Directions for this task: If a line comes after the one containing "pub fn parse_uuid(s: &str)", leave it out; copy every line before it, and that line too, exactly as written, starting from the first line of the entries.

Provided data:
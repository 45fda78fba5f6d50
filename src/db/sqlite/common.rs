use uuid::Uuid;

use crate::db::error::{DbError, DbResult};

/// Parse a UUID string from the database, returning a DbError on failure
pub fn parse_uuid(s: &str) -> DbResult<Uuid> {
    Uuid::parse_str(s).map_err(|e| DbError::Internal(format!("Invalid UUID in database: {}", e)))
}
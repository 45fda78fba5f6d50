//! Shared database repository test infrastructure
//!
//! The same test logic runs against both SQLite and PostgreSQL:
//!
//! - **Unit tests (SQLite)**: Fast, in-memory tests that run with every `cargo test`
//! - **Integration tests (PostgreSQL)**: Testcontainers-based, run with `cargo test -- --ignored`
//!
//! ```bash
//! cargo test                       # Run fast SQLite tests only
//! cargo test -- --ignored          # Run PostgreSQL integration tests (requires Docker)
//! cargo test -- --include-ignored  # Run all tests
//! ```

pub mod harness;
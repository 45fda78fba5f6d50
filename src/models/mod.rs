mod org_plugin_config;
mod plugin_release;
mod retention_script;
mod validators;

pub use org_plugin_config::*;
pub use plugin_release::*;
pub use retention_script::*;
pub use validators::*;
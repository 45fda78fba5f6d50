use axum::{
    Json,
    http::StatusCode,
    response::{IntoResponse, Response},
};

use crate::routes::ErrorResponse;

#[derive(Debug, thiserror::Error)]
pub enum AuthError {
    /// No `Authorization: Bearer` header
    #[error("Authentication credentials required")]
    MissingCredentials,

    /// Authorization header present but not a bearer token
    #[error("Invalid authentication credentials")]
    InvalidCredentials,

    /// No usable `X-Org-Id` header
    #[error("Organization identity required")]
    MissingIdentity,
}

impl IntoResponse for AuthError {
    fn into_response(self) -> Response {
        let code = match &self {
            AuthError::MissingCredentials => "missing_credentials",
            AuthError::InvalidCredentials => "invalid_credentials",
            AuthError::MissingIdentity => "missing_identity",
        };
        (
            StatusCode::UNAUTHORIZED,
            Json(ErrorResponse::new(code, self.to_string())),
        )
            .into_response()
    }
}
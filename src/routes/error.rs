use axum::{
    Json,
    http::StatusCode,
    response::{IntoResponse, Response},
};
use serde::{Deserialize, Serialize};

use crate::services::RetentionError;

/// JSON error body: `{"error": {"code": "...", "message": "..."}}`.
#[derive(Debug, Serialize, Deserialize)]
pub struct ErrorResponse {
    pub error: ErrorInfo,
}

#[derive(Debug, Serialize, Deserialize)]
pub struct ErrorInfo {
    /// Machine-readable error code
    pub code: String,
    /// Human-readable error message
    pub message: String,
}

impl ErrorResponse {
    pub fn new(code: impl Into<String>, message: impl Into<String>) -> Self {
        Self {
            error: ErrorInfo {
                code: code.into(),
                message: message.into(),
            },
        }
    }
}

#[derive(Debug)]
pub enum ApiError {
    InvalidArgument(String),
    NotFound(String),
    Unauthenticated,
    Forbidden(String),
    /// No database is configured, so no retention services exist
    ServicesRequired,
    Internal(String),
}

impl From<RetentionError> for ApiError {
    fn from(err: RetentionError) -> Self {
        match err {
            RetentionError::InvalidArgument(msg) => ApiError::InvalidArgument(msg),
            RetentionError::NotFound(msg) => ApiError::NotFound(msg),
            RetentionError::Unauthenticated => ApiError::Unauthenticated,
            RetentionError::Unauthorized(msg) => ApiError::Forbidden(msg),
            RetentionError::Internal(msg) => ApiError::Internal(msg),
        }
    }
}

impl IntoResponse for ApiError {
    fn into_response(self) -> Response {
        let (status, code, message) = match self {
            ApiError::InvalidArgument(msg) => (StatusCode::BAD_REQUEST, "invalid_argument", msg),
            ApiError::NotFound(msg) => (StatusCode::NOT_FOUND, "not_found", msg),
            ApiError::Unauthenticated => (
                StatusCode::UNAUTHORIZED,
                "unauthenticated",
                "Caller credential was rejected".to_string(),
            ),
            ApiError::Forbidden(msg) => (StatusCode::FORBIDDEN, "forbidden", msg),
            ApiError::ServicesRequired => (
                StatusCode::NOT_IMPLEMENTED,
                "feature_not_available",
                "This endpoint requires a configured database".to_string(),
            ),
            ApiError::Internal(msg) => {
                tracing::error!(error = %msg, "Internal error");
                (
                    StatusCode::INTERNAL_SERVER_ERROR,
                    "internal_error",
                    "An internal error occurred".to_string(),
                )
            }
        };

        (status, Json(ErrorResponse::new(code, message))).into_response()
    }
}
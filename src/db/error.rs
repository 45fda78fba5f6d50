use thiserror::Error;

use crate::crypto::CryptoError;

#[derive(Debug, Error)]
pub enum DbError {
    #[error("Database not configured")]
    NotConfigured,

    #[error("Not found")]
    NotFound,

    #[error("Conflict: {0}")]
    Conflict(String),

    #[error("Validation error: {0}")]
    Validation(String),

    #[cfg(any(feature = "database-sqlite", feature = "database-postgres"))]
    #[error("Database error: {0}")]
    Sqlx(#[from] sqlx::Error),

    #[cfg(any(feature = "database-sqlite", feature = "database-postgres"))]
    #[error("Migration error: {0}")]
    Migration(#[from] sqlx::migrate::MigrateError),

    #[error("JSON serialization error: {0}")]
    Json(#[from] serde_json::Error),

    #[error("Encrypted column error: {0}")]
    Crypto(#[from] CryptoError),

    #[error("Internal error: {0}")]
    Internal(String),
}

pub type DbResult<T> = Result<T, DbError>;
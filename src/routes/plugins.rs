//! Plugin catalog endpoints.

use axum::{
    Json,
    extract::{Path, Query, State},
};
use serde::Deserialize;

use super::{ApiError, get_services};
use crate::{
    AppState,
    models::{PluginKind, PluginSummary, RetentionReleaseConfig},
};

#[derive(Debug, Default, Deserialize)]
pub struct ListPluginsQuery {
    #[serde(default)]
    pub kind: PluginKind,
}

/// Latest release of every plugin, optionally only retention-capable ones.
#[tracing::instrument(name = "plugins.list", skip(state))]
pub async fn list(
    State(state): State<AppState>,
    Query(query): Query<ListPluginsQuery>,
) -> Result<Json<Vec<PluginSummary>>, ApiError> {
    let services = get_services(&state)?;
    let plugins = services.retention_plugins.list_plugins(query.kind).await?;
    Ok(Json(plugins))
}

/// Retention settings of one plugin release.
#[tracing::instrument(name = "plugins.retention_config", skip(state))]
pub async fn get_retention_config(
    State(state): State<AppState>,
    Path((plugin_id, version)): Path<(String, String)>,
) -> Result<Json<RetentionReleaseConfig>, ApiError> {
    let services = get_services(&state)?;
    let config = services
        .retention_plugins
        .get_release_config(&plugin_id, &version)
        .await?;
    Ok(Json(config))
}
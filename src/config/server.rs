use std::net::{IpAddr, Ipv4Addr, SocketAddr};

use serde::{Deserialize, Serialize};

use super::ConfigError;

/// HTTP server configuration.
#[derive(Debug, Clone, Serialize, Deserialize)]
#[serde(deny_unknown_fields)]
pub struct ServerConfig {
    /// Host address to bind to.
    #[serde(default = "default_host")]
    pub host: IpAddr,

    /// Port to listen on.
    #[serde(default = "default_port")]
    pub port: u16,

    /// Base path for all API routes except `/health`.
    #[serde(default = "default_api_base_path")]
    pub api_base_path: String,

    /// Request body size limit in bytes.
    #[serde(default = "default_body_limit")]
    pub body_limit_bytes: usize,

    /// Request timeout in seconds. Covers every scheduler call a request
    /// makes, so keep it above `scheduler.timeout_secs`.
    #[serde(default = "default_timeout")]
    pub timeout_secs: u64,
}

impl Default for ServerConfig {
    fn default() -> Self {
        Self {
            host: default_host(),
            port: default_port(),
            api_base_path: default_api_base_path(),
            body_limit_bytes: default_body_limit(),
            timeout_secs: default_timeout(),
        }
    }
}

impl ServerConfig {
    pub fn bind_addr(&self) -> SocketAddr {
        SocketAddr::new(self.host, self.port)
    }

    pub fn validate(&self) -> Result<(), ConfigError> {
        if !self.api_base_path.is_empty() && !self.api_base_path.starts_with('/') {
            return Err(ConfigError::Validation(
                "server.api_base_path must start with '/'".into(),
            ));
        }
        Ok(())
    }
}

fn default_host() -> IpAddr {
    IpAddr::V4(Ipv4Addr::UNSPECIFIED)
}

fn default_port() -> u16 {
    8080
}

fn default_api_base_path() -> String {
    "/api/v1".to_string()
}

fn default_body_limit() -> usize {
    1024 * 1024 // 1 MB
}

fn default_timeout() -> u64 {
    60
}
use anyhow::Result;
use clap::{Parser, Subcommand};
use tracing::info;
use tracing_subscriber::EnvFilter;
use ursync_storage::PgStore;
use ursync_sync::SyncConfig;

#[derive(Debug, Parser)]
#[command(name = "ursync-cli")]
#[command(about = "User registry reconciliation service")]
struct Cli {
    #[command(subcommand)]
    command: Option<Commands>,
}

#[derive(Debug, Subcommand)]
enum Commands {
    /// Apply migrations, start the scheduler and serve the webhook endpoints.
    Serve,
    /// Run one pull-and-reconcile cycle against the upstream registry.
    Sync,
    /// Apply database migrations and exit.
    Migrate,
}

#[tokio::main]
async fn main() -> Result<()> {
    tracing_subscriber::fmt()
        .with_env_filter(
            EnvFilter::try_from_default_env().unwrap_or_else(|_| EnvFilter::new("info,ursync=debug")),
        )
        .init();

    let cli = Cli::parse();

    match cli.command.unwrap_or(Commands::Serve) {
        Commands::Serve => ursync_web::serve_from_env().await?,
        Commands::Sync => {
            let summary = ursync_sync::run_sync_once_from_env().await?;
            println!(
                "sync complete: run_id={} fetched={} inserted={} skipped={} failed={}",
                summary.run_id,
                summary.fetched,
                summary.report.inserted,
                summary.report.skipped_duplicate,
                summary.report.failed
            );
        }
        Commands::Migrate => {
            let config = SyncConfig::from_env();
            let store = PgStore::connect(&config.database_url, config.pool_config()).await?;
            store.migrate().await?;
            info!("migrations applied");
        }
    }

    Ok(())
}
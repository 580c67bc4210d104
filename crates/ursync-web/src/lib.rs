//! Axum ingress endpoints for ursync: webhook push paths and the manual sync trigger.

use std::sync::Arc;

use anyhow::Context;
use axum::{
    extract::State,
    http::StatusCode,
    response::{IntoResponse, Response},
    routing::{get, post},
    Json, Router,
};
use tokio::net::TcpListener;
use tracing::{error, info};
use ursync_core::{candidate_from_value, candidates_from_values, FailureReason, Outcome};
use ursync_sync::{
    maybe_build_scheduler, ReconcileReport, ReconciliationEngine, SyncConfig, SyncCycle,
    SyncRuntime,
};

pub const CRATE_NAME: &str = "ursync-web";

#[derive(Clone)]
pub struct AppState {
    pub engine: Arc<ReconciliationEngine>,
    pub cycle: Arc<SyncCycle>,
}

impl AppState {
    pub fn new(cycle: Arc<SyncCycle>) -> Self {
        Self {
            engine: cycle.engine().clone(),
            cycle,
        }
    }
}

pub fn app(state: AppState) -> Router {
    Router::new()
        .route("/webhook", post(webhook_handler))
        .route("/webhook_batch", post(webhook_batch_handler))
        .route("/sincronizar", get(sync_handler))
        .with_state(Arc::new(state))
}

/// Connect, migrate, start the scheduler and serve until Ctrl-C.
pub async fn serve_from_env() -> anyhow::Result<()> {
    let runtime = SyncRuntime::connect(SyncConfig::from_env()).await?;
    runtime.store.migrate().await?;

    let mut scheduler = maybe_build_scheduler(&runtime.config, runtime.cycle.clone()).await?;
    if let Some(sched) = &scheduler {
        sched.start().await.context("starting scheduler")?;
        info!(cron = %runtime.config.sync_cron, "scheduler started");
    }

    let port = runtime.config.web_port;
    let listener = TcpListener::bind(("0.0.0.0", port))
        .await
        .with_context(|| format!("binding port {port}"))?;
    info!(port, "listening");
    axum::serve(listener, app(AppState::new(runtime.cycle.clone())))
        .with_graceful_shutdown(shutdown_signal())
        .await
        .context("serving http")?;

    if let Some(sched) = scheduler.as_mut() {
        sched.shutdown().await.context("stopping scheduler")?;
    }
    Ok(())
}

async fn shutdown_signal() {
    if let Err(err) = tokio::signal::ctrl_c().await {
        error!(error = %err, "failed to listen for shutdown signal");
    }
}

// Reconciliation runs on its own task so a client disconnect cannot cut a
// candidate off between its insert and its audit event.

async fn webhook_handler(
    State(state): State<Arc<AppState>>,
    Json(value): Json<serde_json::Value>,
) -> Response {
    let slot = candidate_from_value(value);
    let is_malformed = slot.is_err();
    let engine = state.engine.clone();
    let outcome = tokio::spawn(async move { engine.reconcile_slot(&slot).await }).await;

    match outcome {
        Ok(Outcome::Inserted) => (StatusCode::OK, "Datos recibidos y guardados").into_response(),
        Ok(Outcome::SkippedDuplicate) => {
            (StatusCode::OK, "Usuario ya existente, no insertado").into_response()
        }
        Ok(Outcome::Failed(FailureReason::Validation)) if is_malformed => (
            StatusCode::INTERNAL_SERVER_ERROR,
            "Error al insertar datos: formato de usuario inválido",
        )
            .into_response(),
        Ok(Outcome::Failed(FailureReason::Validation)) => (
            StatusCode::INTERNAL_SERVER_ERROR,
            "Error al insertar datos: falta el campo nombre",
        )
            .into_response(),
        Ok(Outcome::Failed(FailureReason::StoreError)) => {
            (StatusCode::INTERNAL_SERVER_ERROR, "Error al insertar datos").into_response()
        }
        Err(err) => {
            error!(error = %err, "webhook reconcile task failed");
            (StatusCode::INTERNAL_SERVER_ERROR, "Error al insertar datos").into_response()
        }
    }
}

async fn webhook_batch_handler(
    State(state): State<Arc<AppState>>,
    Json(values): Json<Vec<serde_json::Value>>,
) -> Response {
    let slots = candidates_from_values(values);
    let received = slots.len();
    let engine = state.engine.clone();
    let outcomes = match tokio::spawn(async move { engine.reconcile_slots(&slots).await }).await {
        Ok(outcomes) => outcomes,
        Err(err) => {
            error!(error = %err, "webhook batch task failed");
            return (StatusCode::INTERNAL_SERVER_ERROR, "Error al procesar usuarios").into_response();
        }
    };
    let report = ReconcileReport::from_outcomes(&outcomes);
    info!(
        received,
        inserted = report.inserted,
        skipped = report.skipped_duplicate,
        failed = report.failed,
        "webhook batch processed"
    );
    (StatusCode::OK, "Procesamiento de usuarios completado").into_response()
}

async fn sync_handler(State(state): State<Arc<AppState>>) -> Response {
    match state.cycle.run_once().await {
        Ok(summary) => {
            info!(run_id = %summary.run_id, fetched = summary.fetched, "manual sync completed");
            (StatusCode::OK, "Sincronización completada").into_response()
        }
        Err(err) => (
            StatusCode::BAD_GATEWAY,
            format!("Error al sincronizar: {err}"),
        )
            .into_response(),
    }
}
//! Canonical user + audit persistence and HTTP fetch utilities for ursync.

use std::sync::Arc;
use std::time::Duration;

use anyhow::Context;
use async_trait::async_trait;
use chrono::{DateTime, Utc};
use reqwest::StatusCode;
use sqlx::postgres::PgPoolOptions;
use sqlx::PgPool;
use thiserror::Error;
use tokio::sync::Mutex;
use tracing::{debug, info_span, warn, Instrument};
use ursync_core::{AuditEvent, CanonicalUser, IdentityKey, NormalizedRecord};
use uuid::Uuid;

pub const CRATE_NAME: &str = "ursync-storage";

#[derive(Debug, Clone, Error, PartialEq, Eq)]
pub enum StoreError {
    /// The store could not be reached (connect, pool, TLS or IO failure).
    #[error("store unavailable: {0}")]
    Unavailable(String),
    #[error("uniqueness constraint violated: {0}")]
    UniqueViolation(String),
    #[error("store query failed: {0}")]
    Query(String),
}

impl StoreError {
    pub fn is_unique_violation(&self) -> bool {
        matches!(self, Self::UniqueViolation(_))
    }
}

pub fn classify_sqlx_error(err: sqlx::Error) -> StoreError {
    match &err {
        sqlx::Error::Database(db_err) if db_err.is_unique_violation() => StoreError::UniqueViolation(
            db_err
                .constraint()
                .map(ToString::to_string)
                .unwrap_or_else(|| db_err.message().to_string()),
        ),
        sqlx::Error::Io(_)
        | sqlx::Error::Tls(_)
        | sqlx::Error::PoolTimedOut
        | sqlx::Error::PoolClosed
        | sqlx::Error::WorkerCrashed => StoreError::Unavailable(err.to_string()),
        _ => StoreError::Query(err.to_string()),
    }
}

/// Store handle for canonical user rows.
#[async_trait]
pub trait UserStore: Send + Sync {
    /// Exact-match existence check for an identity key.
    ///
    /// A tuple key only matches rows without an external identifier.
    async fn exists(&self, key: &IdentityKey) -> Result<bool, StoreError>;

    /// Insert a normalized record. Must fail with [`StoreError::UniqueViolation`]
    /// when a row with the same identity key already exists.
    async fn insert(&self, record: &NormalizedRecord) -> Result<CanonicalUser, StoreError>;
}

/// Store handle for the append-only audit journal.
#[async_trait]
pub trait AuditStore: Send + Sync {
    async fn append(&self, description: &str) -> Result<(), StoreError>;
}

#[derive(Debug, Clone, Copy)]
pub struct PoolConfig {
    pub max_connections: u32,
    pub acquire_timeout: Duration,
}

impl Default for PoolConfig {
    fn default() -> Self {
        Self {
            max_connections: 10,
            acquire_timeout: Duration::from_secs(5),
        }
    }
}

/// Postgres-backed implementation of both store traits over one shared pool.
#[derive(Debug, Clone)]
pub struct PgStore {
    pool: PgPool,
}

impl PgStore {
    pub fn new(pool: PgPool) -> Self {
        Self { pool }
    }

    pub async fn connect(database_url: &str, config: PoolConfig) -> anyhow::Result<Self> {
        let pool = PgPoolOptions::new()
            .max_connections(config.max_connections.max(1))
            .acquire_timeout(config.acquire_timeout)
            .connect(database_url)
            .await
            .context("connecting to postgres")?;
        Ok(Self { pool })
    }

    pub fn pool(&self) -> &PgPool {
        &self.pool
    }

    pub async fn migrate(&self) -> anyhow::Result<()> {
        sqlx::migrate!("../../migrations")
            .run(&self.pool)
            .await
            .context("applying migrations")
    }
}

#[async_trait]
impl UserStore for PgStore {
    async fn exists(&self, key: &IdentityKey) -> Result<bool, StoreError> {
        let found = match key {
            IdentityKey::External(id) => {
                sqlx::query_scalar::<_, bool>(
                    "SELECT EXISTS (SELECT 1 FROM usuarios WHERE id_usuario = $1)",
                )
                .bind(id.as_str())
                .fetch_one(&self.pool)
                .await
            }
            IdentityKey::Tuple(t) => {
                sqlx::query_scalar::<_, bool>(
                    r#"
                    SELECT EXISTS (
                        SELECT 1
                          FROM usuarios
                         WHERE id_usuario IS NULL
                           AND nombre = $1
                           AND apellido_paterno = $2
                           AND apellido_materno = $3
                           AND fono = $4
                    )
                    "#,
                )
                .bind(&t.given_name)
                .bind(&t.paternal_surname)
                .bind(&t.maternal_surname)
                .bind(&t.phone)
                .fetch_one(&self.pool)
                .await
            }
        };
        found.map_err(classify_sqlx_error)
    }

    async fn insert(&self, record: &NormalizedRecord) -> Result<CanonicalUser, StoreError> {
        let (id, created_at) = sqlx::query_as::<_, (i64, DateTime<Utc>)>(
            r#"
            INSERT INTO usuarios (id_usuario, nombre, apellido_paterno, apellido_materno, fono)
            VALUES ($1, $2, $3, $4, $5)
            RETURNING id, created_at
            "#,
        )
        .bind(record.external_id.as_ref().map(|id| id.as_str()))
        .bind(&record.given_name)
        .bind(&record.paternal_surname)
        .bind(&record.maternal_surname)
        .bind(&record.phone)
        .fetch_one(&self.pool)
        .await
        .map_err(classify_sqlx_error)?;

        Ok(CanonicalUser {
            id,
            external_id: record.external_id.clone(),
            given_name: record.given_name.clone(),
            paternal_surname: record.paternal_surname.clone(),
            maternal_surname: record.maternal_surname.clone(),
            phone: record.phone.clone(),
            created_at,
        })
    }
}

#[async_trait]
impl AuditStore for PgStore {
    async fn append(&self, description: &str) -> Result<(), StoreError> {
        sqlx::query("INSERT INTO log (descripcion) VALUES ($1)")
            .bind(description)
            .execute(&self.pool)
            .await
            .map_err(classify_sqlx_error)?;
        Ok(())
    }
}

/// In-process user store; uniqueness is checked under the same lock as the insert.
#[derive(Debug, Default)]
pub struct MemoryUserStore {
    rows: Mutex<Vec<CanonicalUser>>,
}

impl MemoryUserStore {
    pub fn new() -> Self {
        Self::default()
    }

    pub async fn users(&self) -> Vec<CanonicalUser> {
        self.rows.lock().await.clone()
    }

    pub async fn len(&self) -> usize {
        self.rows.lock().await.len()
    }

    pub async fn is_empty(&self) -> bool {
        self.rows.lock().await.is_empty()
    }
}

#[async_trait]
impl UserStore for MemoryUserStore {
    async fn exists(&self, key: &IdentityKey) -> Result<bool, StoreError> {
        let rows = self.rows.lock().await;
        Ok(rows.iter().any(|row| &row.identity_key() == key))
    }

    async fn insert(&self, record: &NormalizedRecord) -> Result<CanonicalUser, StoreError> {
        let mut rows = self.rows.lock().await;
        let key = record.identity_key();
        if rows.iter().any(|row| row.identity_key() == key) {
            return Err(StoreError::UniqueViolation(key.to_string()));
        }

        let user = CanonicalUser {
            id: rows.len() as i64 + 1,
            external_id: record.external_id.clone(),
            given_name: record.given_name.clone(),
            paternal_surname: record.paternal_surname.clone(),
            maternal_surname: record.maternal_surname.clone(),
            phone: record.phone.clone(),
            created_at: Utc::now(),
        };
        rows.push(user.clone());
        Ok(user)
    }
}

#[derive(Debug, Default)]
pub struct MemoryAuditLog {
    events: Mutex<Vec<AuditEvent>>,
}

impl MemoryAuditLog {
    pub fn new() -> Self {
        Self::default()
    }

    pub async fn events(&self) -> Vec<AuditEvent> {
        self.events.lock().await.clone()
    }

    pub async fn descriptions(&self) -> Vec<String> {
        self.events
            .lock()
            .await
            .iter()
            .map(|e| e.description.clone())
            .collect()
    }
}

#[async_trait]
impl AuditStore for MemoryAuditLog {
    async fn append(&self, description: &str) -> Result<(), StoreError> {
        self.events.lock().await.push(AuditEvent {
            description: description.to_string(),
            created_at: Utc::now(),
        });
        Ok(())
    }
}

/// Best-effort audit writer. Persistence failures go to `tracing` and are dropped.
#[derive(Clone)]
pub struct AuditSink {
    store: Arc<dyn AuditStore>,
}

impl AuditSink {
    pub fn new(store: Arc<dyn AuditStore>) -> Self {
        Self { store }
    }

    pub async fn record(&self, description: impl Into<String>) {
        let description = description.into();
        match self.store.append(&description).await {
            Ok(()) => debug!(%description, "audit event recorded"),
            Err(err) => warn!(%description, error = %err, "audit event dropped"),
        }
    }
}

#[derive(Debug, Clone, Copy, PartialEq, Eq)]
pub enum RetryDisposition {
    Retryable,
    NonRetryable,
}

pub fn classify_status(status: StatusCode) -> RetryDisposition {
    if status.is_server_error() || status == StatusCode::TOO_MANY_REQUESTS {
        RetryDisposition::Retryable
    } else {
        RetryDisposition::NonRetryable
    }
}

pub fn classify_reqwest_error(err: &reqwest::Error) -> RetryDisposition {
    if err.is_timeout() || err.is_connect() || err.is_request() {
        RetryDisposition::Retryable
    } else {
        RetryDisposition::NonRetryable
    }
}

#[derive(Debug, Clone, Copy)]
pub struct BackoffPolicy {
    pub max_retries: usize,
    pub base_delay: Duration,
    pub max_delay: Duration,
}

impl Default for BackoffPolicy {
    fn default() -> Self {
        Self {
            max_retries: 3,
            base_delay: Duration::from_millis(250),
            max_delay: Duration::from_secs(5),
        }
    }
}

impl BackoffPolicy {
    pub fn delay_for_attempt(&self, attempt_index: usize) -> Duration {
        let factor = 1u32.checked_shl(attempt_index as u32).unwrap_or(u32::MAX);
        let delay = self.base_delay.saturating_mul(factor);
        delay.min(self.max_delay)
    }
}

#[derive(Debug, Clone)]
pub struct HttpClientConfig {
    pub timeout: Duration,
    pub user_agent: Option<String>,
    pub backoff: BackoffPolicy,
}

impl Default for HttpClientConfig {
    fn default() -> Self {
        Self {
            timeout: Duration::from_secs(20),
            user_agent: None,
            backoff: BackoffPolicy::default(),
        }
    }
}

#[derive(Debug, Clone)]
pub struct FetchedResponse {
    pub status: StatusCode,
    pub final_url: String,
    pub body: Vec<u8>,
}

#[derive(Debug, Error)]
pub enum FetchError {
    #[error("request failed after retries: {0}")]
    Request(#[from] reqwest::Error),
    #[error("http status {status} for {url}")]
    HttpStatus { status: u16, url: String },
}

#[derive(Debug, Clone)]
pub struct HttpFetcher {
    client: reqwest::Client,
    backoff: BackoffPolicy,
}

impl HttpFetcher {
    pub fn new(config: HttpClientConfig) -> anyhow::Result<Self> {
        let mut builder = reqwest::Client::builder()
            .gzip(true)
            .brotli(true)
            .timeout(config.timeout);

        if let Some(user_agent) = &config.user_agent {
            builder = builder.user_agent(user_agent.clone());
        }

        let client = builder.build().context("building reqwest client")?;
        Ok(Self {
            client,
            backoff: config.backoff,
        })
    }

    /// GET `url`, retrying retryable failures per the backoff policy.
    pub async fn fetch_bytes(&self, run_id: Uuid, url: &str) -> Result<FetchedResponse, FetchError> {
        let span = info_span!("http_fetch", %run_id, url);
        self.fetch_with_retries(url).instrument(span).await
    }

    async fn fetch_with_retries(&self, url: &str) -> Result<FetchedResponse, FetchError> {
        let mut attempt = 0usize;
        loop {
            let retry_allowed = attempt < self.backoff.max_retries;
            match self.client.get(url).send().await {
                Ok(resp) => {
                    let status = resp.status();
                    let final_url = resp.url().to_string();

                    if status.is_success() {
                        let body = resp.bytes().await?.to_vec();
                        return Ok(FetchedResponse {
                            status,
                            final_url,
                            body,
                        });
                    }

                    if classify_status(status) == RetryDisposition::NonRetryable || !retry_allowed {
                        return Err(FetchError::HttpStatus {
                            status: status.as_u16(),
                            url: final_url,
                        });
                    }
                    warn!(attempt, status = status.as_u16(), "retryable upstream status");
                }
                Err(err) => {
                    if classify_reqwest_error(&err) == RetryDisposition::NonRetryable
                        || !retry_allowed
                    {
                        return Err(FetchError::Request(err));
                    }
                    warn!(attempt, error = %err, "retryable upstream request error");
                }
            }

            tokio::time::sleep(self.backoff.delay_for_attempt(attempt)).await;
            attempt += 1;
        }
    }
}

Reply to the exercise:
repository 45fda78fba5f6d50
filename src/db/sqlite/common.rs
use uuid::Uuid;

use crate::db::error::{DbError, DbResult};

/// Parse a UUID string from the database, returning a DbError on failure
pub fn parse_uuid(s: &str) -> DbResult<Uuid> {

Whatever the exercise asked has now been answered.